DATA =
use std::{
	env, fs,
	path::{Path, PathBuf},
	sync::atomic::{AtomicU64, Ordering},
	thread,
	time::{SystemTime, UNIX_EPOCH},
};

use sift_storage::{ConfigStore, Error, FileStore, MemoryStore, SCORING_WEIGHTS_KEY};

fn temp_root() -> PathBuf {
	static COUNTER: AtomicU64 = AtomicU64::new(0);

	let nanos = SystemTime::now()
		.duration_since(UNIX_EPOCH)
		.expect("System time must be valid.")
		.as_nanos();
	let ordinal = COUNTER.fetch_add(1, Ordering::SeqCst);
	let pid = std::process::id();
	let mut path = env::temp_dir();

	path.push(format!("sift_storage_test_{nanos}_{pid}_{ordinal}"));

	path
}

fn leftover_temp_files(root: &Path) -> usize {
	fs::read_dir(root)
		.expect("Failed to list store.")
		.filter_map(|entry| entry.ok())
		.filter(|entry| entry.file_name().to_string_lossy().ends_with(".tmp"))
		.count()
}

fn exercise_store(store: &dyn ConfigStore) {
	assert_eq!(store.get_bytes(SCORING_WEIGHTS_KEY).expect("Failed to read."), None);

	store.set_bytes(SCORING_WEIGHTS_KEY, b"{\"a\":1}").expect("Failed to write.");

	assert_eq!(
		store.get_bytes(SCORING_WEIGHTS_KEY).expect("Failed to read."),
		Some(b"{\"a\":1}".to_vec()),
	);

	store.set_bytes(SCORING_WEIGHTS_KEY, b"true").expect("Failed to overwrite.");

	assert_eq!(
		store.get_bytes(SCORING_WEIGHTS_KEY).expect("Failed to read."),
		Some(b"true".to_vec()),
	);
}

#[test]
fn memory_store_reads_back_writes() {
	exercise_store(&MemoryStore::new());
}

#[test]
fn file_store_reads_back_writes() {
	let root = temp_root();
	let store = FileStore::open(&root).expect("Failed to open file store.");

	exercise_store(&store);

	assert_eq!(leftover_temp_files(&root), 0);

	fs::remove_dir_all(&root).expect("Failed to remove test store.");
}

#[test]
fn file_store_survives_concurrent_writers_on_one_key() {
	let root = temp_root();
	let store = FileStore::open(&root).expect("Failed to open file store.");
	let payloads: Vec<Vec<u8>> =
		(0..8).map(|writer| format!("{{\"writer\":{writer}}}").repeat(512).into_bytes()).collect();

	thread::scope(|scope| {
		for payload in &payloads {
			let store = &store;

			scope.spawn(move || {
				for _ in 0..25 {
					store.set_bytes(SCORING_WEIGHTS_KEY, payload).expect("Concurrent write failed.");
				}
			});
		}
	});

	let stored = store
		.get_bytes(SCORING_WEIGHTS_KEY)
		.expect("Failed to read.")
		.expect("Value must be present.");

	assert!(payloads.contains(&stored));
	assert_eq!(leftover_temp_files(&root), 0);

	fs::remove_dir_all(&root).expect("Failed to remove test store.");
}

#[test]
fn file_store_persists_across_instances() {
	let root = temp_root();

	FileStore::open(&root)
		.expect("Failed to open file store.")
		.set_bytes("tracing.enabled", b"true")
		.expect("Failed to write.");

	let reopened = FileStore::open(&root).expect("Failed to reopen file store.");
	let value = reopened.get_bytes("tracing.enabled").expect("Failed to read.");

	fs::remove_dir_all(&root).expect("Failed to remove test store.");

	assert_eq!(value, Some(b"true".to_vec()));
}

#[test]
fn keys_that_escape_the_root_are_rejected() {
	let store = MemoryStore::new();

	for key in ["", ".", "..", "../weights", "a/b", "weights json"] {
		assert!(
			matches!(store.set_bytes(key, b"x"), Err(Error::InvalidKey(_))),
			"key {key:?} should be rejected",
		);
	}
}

EXERCISE GOAL = Every line above that contains "scope" counts once. Give the number of those lines and nothing more.

SOLUTION TO THIS TASK = 2